One document that caught my eye surfing through the riches of MemoWare was Plato's Crito (see http://www.memoware.com/cgi/mwsearch.cgi?string=crito#TOP.) For one thing, it was short, so I figured I'd read it.
Crito is Plato's story about his teacher, Socrates. It's got two speakers, Socrates and his friend Crito, doing a little Socratic dialectic song-and-dance. Crito thinks Socrates should escape Athens and the Athenian death penalty. Socrates thinks it's just and right that he should submit to the laws of the state.
This is pretty radical stuff. I mean, we modern Westerners tend to think our own welfare pretty much trumps any other concern. Even in situations where heroic people put themselves in danger -- like, say, in that movie "Die Hard" -- we hope and expect that they will survive themselves. It's hard for us to imagine people dying for the cause of others, just like poor Doyle did in the November 30 episode of "Angel."
[He had to die; the trades had been reported for weeks that that actor was doomed. Some even said he'd only been given a short contract from the start. -- DG (who watches Buffy for the articles)]

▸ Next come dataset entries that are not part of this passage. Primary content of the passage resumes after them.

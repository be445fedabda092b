//! Thin wrapper over `tokio::process::Command` for the OS tools this crate drives.

use crate::error::{NetworkError, Result};
use std::process::Output;
use tokio::process::Command;
use tracing::debug;

/// Run `program args..` and capture its output.
///
/// A missing binary is reported as [`NetworkError::ToolUnavailable`]; a
/// non-zero exit status is returned in the `Output` for the caller to judge.
pub(crate) async fn run(program: &str, args: &[&str]) -> Result<Output> {
    debug!(program, ?args, "running command");
    Command::new(program)
        .args(args)
        .kill_on_drop(true)
        .output()
        .await
        .map_err(|e| match e.kind() {
            std::io::ErrorKind::NotFound => NetworkError::ToolUnavailable(program.to_string()),
            std::io::ErrorKind::PermissionDenied => {
                NetworkError::PermissionDenied(format!("cannot execute {}", program))
            }
            _ => NetworkError::IoError(e),
        })
}

pub(crate) fn stderr_of(output: &Output) -> String {
    String::from_utf8_lossy(&output.stderr).trim().to_string()
}
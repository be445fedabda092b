use anyhow::{Context, Result};
use clap::Parser;
use std::path::{Path, PathBuf};
use tracing::{error, info};
use vpn_service::{NetworkService, ServiceConfig, DEFAULT_CONFIG_PATH};

#[derive(Parser)]
#[command(
    name = "vpn-netd",
    about = "Port forwarding, WireGuard and firewall management daemon",
    version = env!("CARGO_PKG_VERSION")
)]
struct Cli {
    /// Configuration file path
    #[arg(short, long, value_name = "FILE")]
    config: Option<PathBuf>,

    /// Enable debug logging
    #[arg(short, long)]
    verbose: bool,

    /// Print the default configuration and exit
    #[arg(long)]
    dump_default_config: bool,
}

#[tokio::main]
async fn main() -> Result<()> {
    let cli = Cli::parse();

    if cli.dump_default_config {
        print!("{}", ServiceConfig::default().to_toml()?);
        return Ok(());
    }

    setup_logging(cli.verbose);

    let config = load_config(cli.config.as_deref())?;
    let service = match NetworkService::new(config).await {
        Ok(service) => service,
        Err(e) => {
            error!(error = %e, fatal = e.is_fatal(), "Failed to initialize network service");
            return Err(e).context("network service initialization failed");
        }
    };
    service.init().await;

    let overview = service.overview().await;
    info!(
        rules = overview.forward_rules,
        running = overview.running_rules,
        tunnel = %overview.tunnel_state,
        peers = overview.peer_count,
        "vpn-netd ready"
    );

    tokio::signal::ctrl_c()
        .await
        .context("failed to listen for shutdown signal")?;

    service.shutdown().await;
    Ok(())
}

fn load_config(path: Option<&Path>) -> Result<ServiceConfig> {
    match path {
        Some(path) => ServiceConfig::load_from_file(path)
            .with_context(|| format!("failed to load {}", path.display())),
        None => {
            let default_path = Path::new(DEFAULT_CONFIG_PATH);
            if default_path.exists() {
                ServiceConfig::load_from_file(default_path)
                    .with_context(|| format!("failed to load {}", default_path.display()))
            } else {
                Ok(ServiceConfig::default())
            }
        }
    }
}

fn setup_logging(verbose: bool) {
    use tracing_subscriber::{fmt, EnvFilter};

    let level = if verbose { "debug" } else { "info" };
    let filter = EnvFilter::try_from_default_env().unwrap_or_else(|_| EnvFilter::new(level));

    fmt()
        .with_env_filter(filter)
        .with_target(false)
        .with_thread_ids(false)
        .init();
}
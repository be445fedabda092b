use async_trait::async_trait;
use std::path::Path;
use std::sync::atomic::{AtomicBool, Ordering};
use std::sync::Arc;
use std::time::Duration;
use tokio::io::{AsyncReadExt, AsyncWriteExt};
use tokio::net::{TcpListener, TcpStream};
use tokio::sync::Mutex;
use vpn_crypto::X25519KeyManager;
use vpn_forward::{CreateRule, RuleFilter, RuleStatus};
use vpn_network::{FirewallBackend, FirewallProtocol, FirewallRequest};
use vpn_service::{Caller, NetworkService, ServiceConfig};
use vpn_types::{ErrorKind, FirewallRule, MemoryStore, NetworkProtocol};
use vpn_wireguard::{
    CreatePeer, PeerDump, PeerSpec, TunnelBackend, TunnelState, UpdateInterface, WireGuardError,
};

#[derive(Default)]
struct FakeTunnel {
    missing: bool,
    up: AtomicBool,
}

#[async_trait]
impl TunnelBackend for FakeTunnel {
    async fn check_available(&self) -> vpn_wireguard::Result<()> {
        if self.missing {
            return Err(WireGuardError::ToolUnavailable("wg".into()));
        }
        Ok(())
    }

    async fn interface_exists(&self, _interface: &str) -> vpn_wireguard::Result<bool> {
        Ok(self.up.load(Ordering::SeqCst))
    }

    async fn bring_up(&self, _config_path: &Path) -> vpn_wireguard::Result<()> {
        self.up.store(true, Ordering::SeqCst);
        Ok(())
    }

    async fn bring_down(&self, _config_path: &Path) -> vpn_wireguard::Result<()> {
        self.up.store(false, Ordering::SeqCst);
        Ok(())
    }

    async fn set_peer(&self, _interface: &str, _peer: &PeerSpec) -> vpn_wireguard::Result<()> {
        Ok(())
    }

    async fn remove_peer(&self, _interface: &str, _public_key: &str) -> vpn_wireguard::Result<()> {
        Ok(())
    }

    async fn dump(&self, _interface: &str) -> vpn_wireguard::Result<Vec<PeerDump>> {
        Ok(Vec::new())
    }
}

#[derive(Default)]
struct FakeFirewall {
    rules: Mutex<Vec<FirewallRule>>,
}

#[async_trait]
impl FirewallBackend for FakeFirewall {
    async fn is_enabled(&self) -> bool {
        true
    }

    async fn list_rules(&self) -> vpn_network::Result<Vec<FirewallRule>> {
        Ok(self.rules.lock().await.clone())
    }

    async fn has_allow(&self, port: u16, protocol: NetworkProtocol) -> vpn_network::Result<bool> {
        Ok(self
            .rules
            .lock()
            .await
            .contains(&FirewallRule::allow(port, protocol)))
    }

    async fn insert_allow(&self, port: u16, protocol: NetworkProtocol) -> vpn_network::Result<()> {
        self.rules
            .lock()
            .await
            .push(FirewallRule::allow(port, protocol));
        Ok(())
    }

    async fn delete_allow(&self, port: u16, protocol: NetworkProtocol) -> vpn_network::Result<()> {
        let rule = FirewallRule::allow(port, protocol);
        self.rules.lock().await.retain(|r| *r != rule);
        Ok(())
    }
}

struct Harness {
    _dir: tempfile::TempDir,
    store: Arc<MemoryStore>,
    service: NetworkService,
}

fn test_config(dir: &Path) -> ServiceConfig {
    let mut config = ServiceConfig::default();
    config.storage.state_dir = dir.join("state");
    config.wireguard.config_dir = dir.join("wireguard");
    config.wireguard.confirm_interval_ms = 5;
    config
}

async fn harness_with(config: impl FnOnce(&mut ServiceConfig)) -> Harness {
    let dir = tempfile::tempdir().unwrap();
    let mut cfg = test_config(dir.path());
    config(&mut cfg);

    let store = Arc::new(MemoryStore::new());
    let service = NetworkService::with_backends(
        cfg,
        store.clone(),
        Arc::new(FakeTunnel::default()),
        Arc::new(FakeFirewall::default()),
    )
    .await
    .unwrap();
    Harness {
        _dir: dir,
        store,
        service,
    }
}

async fn harness() -> Harness {
    harness_with(|_| {}).await
}

fn admin() -> Caller {
    Caller::authorized("admin")
}

fn public_key() -> String {
    X25519KeyManager::new()
        .generate_keypair()
        .unwrap()
        .public_key_base64()
}

#[tokio::test]
async fn test_missing_tunnel_tool_is_fatal() {
    let dir = tempfile::tempdir().unwrap();
    let result = NetworkService::with_backends(
        test_config(dir.path()),
        Arc::new(MemoryStore::new()),
        Arc::new(FakeTunnel {
            missing: true,
            ..Default::default()
        }),
        Arc::new(FakeFirewall::default()),
    )
    .await;

    let err = result.err().unwrap();
    assert_eq!(err.kind(), ErrorKind::Unavailable);
    assert!(err.is_fatal());
}

#[tokio::test]
async fn test_anonymous_caller_cannot_mutate() {
    let h = harness().await;
    let anon = Caller::anonymous();

    let err = h
        .service
        .forward_create(&anon, CreateRule::tcp(9000, "10.0.0.5", 22))
        .await
        .unwrap_err();
    assert_eq!(err.kind(), ErrorKind::Unauthorized);

    let err = h
        .service
        .wireguard_create_peer(&anon, CreatePeer::new("phone", public_key()))
        .await
        .unwrap_err();
    assert_eq!(err.kind(), ErrorKind::Unauthorized);

    let err = h
        .service
        .firewall_open(&anon, &FirewallRequest::new(8443, FirewallProtocol::Tcp))
        .await
        .unwrap_err();
    assert_eq!(err.kind(), ErrorKind::Unauthorized);

    let err = h.service.wireguard_start(&anon).await.unwrap_err();
    assert_eq!(err.kind(), ErrorKind::Unauthorized);

    // Nothing happened, reads still work
    assert!(h.service.forward_list(&RuleFilter::default()).await.is_empty());
    assert!(h.service.wireguard_peers().await.is_empty());
    assert!(h.service.firewall_rules().await.unwrap().is_empty());
}

#[tokio::test]
async fn test_authorization_can_be_disabled() {
    let h = harness_with(|c| c.auth.require_authorization = false).await;
    tokio_test::assert_ok!(
        h.service
            .forward_create(&Caller::anonymous(), CreateRule::tcp(9001, "10.0.0.5", 22))
            .await
    );
}

#[tokio::test]
async fn test_forward_scenario_through_service() {
    let echo = TcpListener::bind("127.0.0.1:0").await.unwrap();
    let target = echo.local_addr().unwrap().port();
    tokio::spawn(async move {
        while let Ok((mut stream, _)) = echo.accept().await {
            tokio::spawn(async move {
                let (mut r, mut w) = stream.split();
                let _ = tokio::io::copy(&mut r, &mut w).await;
            });
        }
    });
    let listen = std::net::TcpListener::bind("127.0.0.1:0")
        .unwrap()
        .local_addr()
        .unwrap()
        .port();

    let h = harness().await;
    let rule = h
        .service
        .forward_create(
            &admin(),
            CreateRule::tcp(listen, "127.0.0.1", target).with_listen_address("127.0.0.1"),
        )
        .await
        .unwrap();
    let started = h.service.forward_start(&admin(), rule.id).await.unwrap();
    assert_eq!(started.status, RuleStatus::Running);

    let mut client = TcpStream::connect(("127.0.0.1", listen)).await.unwrap();
    client.write_all(b"ping").await.unwrap();
    let mut buf = [0u8; 4];
    client.read_exact(&mut buf).await.unwrap();
    assert_eq!(&buf, b"ping");

    let overview = h.service.overview().await;
    assert_eq!(overview.forward_rules, 1);
    assert_eq!(overview.running_rules, 1);
    assert_eq!(overview.active_connections, 1);
    assert_eq!(h.service.forward_stats(rule.id).await.unwrap().active_connections, 1);

    drop(client);
    let mut drained = false;
    for _ in 0..200 {
        if h.service.forward_stats(rule.id).await.unwrap().active_connections == 0 {
            drained = true;
            break;
        }
        tokio::time::sleep(Duration::from_millis(10)).await;
    }
    assert!(drained);

    assert!(h.service.forward_metrics().unwrap().contains("forward_rules_running"));

    let restarted = h.service.forward_restart(&admin(), rule.id).await.unwrap();
    assert_eq!(restarted.status, RuleStatus::Running);

    h.service.shutdown().await;
    let stopped = h.service.forward_get(rule.id).await.unwrap();
    assert_eq!(stopped.status, RuleStatus::Stopped);

    h.service.forward_delete(&admin(), rule.id).await.unwrap();
    assert_eq!(h.service.overview().await.forward_rules, 0);
}

#[tokio::test]
async fn test_firewall_open_then_close() {
    let h = harness().await;
    let request = FirewallRequest::new(8443, FirewallProtocol::Both);

    let opened = h.service.firewall_open(&admin(), &request).await.unwrap();
    assert_eq!(opened.len(), 2);
    assert_eq!(h.service.firewall_status().await.unwrap().rules.len(), 2);

    h.service.firewall_close(&admin(), &request).await.unwrap();
    assert!(h.service.firewall_rules().await.unwrap().is_empty());
}

#[tokio::test]
async fn test_wireguard_through_service() {
    let h = harness().await;
    h.service
        .wireguard_update_config(
            &admin(),
            UpdateInterface {
                endpoint_address: Some("203.0.113.10".into()),
                ..Default::default()
            },
        )
        .await
        .unwrap();

    let peer = h
        .service
        .wireguard_create_peer(&admin(), CreatePeer::new("laptop", public_key()))
        .await
        .unwrap();
    let text = h.service.wireguard_peer_config(peer.id).await.unwrap();
    assert!(text.contains("Endpoint = 203.0.113.10:51820"));
    assert!(h
        .service
        .wireguard_peer_qrcode(peer.id)
        .await
        .unwrap()
        .starts_with("data:image/png;base64,"));

    let status = h.service.wireguard_start(&admin()).await.unwrap();
    assert_eq!(status.state, TunnelState::Up);
    assert_eq!(h.service.overview().await.peer_count, 1);
    assert!(h.service.wireguard_connection_logs(None, 10).await.is_empty());

    h.service.wireguard_restart(&admin()).await.unwrap();
    let status = h.service.wireguard_stop(&admin()).await.unwrap();
    assert_eq!(status.state, TunnelState::Down);

    h.service
        .wireguard_delete_peer(&admin(), peer.id)
        .await
        .unwrap();
    let err = h.service.wireguard_peer_config(peer.id).await.unwrap_err();
    assert_eq!(err.kind(), ErrorKind::NotFound);
}

#[tokio::test]
async fn test_lost_store_is_fatal() {
    let h = harness().await;
    h.store.set_unavailable(true);

    let err = h
        .service
        .forward_create(&admin(), CreateRule::tcp(9002, "10.0.0.5", 22))
        .await
        .unwrap_err();
    assert_eq!(err.kind(), ErrorKind::Storage);
    assert!(err.is_fatal());
    assert!(h.service.forward_list(&RuleFilter::default()).await.is_empty());
}
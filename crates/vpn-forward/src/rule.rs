//! Forward rule definitions and input validation

use crate::error::{ForwardError, Result};
use crate::stats::StatsSnapshot;
use chrono::{DateTime, Utc};
use serde::{Deserialize, Serialize};
use std::net::IpAddr;
use vpn_types::{HostValidator, NetworkProtocol};

pub const MAX_CONNECTIONS_LIMIT: u32 = 10_000;
const MAX_NAME_LEN: usize = 64;
const DEFAULT_LISTEN_ADDRESS: &str = "0.0.0.0";

#[derive(Debug, Clone, Copy, PartialEq, Eq, Serialize, Deserialize)]
#[serde(rename_all = "lowercase")]
pub enum RuleStatus {
    Stopped,
    Running,
    Error,
}

impl RuleStatus {
    pub fn as_str(&self) -> &'static str {
        match self {
            RuleStatus::Stopped => "stopped",
            RuleStatus::Running => "running",
            RuleStatus::Error => "error",
        }
    }
}

impl std::fmt::Display for RuleStatus {
    fn fmt(&self, f: &mut std::fmt::Formatter<'_>) -> std::fmt::Result {
        f.write_str(self.as_str())
    }
}

/// A forwarding rule as stored and as reported to callers
#[derive(Debug, Clone, Serialize, Deserialize)]
#[serde(rename_all = "camelCase")]
pub struct ForwardRule {
    pub id: u64,
    pub name: String,
    #[serde(default)]
    pub description: String,
    pub protocol: NetworkProtocol,
    pub listen_address: String,
    pub listen_port: u16,
    pub target_address: String,
    pub target_port: u16,
    /// Started automatically when the service starts
    pub enabled: bool,
    pub max_connections: u32,
    /// Bytes per second per connection, 0 = unlimited
    pub upload_limit: u64,
    pub download_limit: u64,
    /// Traffic of all finished runs
    #[serde(default)]
    pub total_upload: u64,
    #[serde(default)]
    pub total_download: u64,
    pub status: RuleStatus,
    #[serde(default, skip_serializing_if = "Option::is_none")]
    pub last_error: Option<String>,
    pub created_at: DateTime<Utc>,
    pub updated_at: DateTime<Utc>,
    #[serde(default)]
    pub stats: StatsSnapshot,
}

impl ForwardRule {
    pub fn listen_ip(&self) -> Result<IpAddr> {
        parse_listen_address(&self.listen_address)
    }

    pub fn listen_endpoint(&self) -> String {
        match self.listen_ip() {
            Ok(IpAddr::V6(ip)) => format!("[{}]:{}", ip, self.listen_port),
            _ => format!("{}:{}", self.listen_address, self.listen_port),
        }
    }

    pub fn target_endpoint(&self) -> String {
        if self.target_address.contains(':') && !self.target_address.starts_with('[') {
            format!("[{}]:{}", self.target_address, self.target_port)
        } else {
            format!("{}:{}", self.target_address, self.target_port)
        }
    }

    /// Whether both rules would need the same listening socket.
    ///
    /// An unspecified address (`0.0.0.0`, `::`) overlaps every address of
    /// the same family, since the OS refuses the second bind.
    pub fn listens_like(&self, other: &ForwardRule) -> bool {
        if self.protocol != other.protocol || self.listen_port != other.listen_port {
            return false;
        }
        match (self.listen_ip(), other.listen_ip()) {
            (Ok(a), Ok(b)) => {
                a == b || (a.is_ipv4() == b.is_ipv4() && (a.is_unspecified() || b.is_unspecified()))
            }
            _ => self.listen_address == other.listen_address,
        }
    }
}

/// Input for creating a rule
#[derive(Debug, Clone, Serialize, Deserialize)]
#[serde(rename_all = "camelCase")]
pub struct CreateRule {
    #[serde(default)]
    pub name: Option<String>,
    #[serde(default)]
    pub description: Option<String>,
    pub protocol: NetworkProtocol,
    #[serde(default)]
    pub listen_address: Option<String>,
    pub listen_port: u16,
    pub target_address: String,
    pub target_port: u16,
    #[serde(default)]
    pub enabled: Option<bool>,
    #[serde(default)]
    pub max_connections: Option<u32>,
    #[serde(default)]
    pub upload_limit: Option<u64>,
    #[serde(default)]
    pub download_limit: Option<u64>,
}

impl CreateRule {
    pub fn tcp(listen_port: u16, target_address: impl Into<String>, target_port: u16) -> Self {
        Self::new(NetworkProtocol::Tcp, listen_port, target_address, target_port)
    }

    pub fn udp(listen_port: u16, target_address: impl Into<String>, target_port: u16) -> Self {
        Self::new(NetworkProtocol::Udp, listen_port, target_address, target_port)
    }

    pub fn new(
        protocol: NetworkProtocol,
        listen_port: u16,
        target_address: impl Into<String>,
        target_port: u16,
    ) -> Self {
        Self {
            name: None,
            description: None,
            protocol,
            listen_address: None,
            listen_port,
            target_address: target_address.into(),
            target_port,
            enabled: None,
            max_connections: None,
            upload_limit: None,
            download_limit: None,
        }
    }

    pub fn with_name(mut self, name: impl Into<String>) -> Self {
        self.name = Some(name.into());
        self
    }

    pub fn with_listen_address(mut self, address: impl Into<String>) -> Self {
        self.listen_address = Some(address.into());
        self
    }

    pub fn with_max_connections(mut self, max: u32) -> Self {
        self.max_connections = Some(max);
        self
    }

    pub fn with_limits(mut self, upload: u64, download: u64) -> Self {
        self.upload_limit = Some(upload);
        self.download_limit = Some(download);
        self
    }

    pub fn with_enabled(mut self, enabled: bool) -> Self {
        self.enabled = Some(enabled);
        self
    }

    /// Validate and turn into a stopped rule
    pub(crate) fn into_rule(self, id: u64, default_max_connections: u32) -> Result<ForwardRule> {
        let now = Utc::now();
        let name = match self.name.map(|n| n.trim().to_string()) {
            Some(n) if !n.is_empty() => n,
            _ => format!("{}-{}", self.protocol, self.listen_port),
        };

        let rule = ForwardRule {
            id,
            name,
            description: self.description.unwrap_or_default(),
            protocol: self.protocol,
            listen_address: self
                .listen_address
                .map(|a| a.trim().to_string())
                .filter(|a| !a.is_empty())
                .unwrap_or_else(|| DEFAULT_LISTEN_ADDRESS.to_string()),
            listen_port: self.listen_port,
            target_address: self.target_address.trim().to_string(),
            target_port: self.target_port,
            enabled: self.enabled.unwrap_or(true),
            max_connections: self.max_connections.unwrap_or(default_max_connections),
            upload_limit: self.upload_limit.unwrap_or(0),
            download_limit: self.download_limit.unwrap_or(0),
            total_upload: 0,
            total_download: 0,
            status: RuleStatus::Stopped,
            last_error: None,
            created_at: now,
            updated_at: now,
            stats: StatsSnapshot::default(),
        };
        validate_rule(&rule)?;
        Ok(rule)
    }
}

/// Partial update; only permitted while the rule is not running
#[derive(Debug, Clone, Default, Serialize, Deserialize)]
#[serde(rename_all = "camelCase")]
pub struct UpdateRule {
    pub name: Option<String>,
    pub description: Option<String>,
    pub protocol: Option<NetworkProtocol>,
    pub listen_address: Option<String>,
    pub listen_port: Option<u16>,
    pub target_address: Option<String>,
    pub target_port: Option<u16>,
    pub enabled: Option<bool>,
    pub max_connections: Option<u32>,
    pub upload_limit: Option<u64>,
    pub download_limit: Option<u64>,
}

impl UpdateRule {
    /// Apply to a copy of `rule` and validate the result
    pub(crate) fn apply(self, rule: &ForwardRule) -> Result<ForwardRule> {
        let mut updated = rule.clone();
        if let Some(name) = self.name {
            updated.name = name.trim().to_string();
        }
        if let Some(description) = self.description {
            updated.description = description;
        }
        if let Some(protocol) = self.protocol {
            updated.protocol = protocol;
        }
        if let Some(address) = self.listen_address {
            updated.listen_address = address.trim().to_string();
        }
        if let Some(port) = self.listen_port {
            updated.listen_port = port;
        }
        if let Some(address) = self.target_address {
            updated.target_address = address.trim().to_string();
        }
        if let Some(port) = self.target_port {
            updated.target_port = port;
        }
        if let Some(enabled) = self.enabled {
            updated.enabled = enabled;
        }
        if let Some(max) = self.max_connections {
            updated.max_connections = max;
        }
        if let Some(limit) = self.upload_limit {
            updated.upload_limit = limit;
        }
        if let Some(limit) = self.download_limit {
            updated.download_limit = limit;
        }
        updated.updated_at = Utc::now();

        validate_rule(&updated)?;
        Ok(updated)
    }
}

/// List filter; all set fields must match
#[derive(Debug, Clone, Default, Serialize, Deserialize)]
#[serde(rename_all = "camelCase")]
pub struct RuleFilter {
    pub protocol: Option<NetworkProtocol>,
    pub status: Option<RuleStatus>,
    /// Case-insensitive substring of the rule name
    pub name: Option<String>,
}

impl RuleFilter {
    pub fn matches(&self, rule: &ForwardRule) -> bool {
        if let Some(protocol) = self.protocol {
            if rule.protocol != protocol {
                return false;
            }
        }
        if let Some(status) = self.status {
            if rule.status != status {
                return false;
            }
        }
        if let Some(name) = &self.name {
            if !rule.name.to_lowercase().contains(&name.to_lowercase()) {
                return false;
            }
        }
        true
    }
}

fn parse_listen_address(address: &str) -> Result<IpAddr> {
    HostValidator::validate_listen_address(address)
        .map_err(|_| ForwardError::validation(format!("Invalid listen address '{}'", address)))
}

pub(crate) fn validate_rule(rule: &ForwardRule) -> Result<()> {
    if rule.name.is_empty() || rule.name.chars().count() > MAX_NAME_LEN {
        return Err(ForwardError::validation(format!(
            "Name must be 1-{} characters",
            MAX_NAME_LEN
        )));
    }
    if rule.listen_port == 0 {
        return Err(ForwardError::validation("Listen port must be within 1-65535"));
    }
    if rule.target_port == 0 {
        return Err(ForwardError::validation("Target port must be within 1-65535"));
    }
    parse_listen_address(&rule.listen_address)?;
    HostValidator
        .validate(&rule.target_address)
        .map_err(|_| {
            ForwardError::validation(format!("Invalid target address '{}'", rule.target_address))
        })?;
    if rule.max_connections == 0 || rule.max_connections > MAX_CONNECTIONS_LIMIT {
        return Err(ForwardError::validation(format!(
            "maxConnections must be within 1-{}",
            MAX_CONNECTIONS_LIMIT
        )));
    }
    Ok(())
}

#[cfg(test)]
mod tests {
    use super::*;

    fn rule(protocol: NetworkProtocol, address: &str, port: u16) -> ForwardRule {
        CreateRule::new(protocol, port, "10.0.0.5", 22)
            .with_listen_address(address)
            .into_rule(1, 1000)
            .unwrap()
    }

    #[test]
    fn test_defaults_applied() {
        let rule = CreateRule::tcp(9000, "10.0.0.5", 22).into_rule(3, 1000).unwrap();
        assert_eq!(rule.name, "tcp-9000");
        assert_eq!(rule.listen_address, "0.0.0.0");
        assert_eq!(rule.max_connections, 1000);
        assert!(rule.enabled);
        assert_eq!(rule.status, RuleStatus::Stopped);
        assert_eq!(rule.target_endpoint(), "10.0.0.5:22");
    }

    #[test]
    fn test_invalid_input_rejected() {
        assert!(CreateRule::tcp(0, "10.0.0.5", 22).into_rule(1, 1000).is_err());
        assert!(CreateRule::tcp(9000, "10.0.0.5", 0).into_rule(1, 1000).is_err());
        assert!(CreateRule::tcp(9000, "bad host", 22).into_rule(1, 1000).is_err());
        assert!(CreateRule::tcp(9000, "10.0.0.5", 22)
            .with_listen_address("example.com")
            .into_rule(1, 1000)
            .is_err());
        assert!(CreateRule::tcp(9000, "10.0.0.5", 22)
            .with_max_connections(10_001)
            .into_rule(1, 1000)
            .is_err());
    }

    #[test]
    fn test_listen_overlap() {
        let any = rule(NetworkProtocol::Tcp, "0.0.0.0", 9000);
        let local = rule(NetworkProtocol::Tcp, "127.0.0.1", 9000);
        let other_port = rule(NetworkProtocol::Tcp, "127.0.0.1", 9001);
        let udp = rule(NetworkProtocol::Udp, "0.0.0.0", 9000);
        let v6 = rule(NetworkProtocol::Tcp, "::1", 9000);

        assert!(any.listens_like(&local));
        assert!(local.listens_like(&any));
        assert!(!local.listens_like(&other_port));
        assert!(!any.listens_like(&udp));
        assert!(!any.listens_like(&v6));
    }

    #[test]
    fn test_update_applies_and_validates() {
        let base = CreateRule::tcp(9000, "10.0.0.5", 22).into_rule(1, 1000).unwrap();

        let updated = UpdateRule {
            target_port: Some(2222),
            name: Some("ssh".into()),
            ..Default::default()
        }
        .apply(&base)
        .unwrap();
        assert_eq!(updated.target_port, 2222);
        assert_eq!(updated.name, "ssh");

        let invalid = UpdateRule {
            listen_port: Some(0),
            ..Default::default()
        };
        assert!(invalid.apply(&base).is_err());
    }

    #[test]
    fn test_filter() {
        let mut r = CreateRule::udp(53, "1.1.1.1", 53)
            .with_name("DNS relay")
            .into_rule(1, 1000)
            .unwrap();
        r.status = RuleStatus::Running;

        assert!(RuleFilter::default().matches(&r));
        assert!(RuleFilter {
            name: Some("dns".into()),
            ..Default::default()
        }
        .matches(&r));
        assert!(!RuleFilter {
            protocol: Some(NetworkProtocol::Tcp),
            ..Default::default()
        }
        .matches(&r));
        assert!(!RuleFilter {
            status: Some(RuleStatus::Stopped),
            ..Default::default()
        }
        .matches(&r));
    }

    #[test]
    fn test_v6_endpoints_are_bracketed() {
        let r = CreateRule::tcp(9000, "fd00::5", 22)
            .with_listen_address("::")
            .into_rule(1, 1000)
            .unwrap();
        assert_eq!(r.listen_endpoint(), "[::]:9000");
        assert_eq!(r.target_endpoint(), "[fd00::5]:22");
    }
}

It's even harder to imagine that a person might be willing to die because it's just to submit to the will of the state, that the survival of the state is more important than the survival of the individual.
You can certainly see some serious totalitarian potential here. The state, above all, is not MY primary concern. But Socrates has some good arguments about how the state provided for him, and how he therefore ought to obey its laws, since that was the social agreement they had entered into, he and the state. I guess if my country gave me healthcare, I might be able to see the point.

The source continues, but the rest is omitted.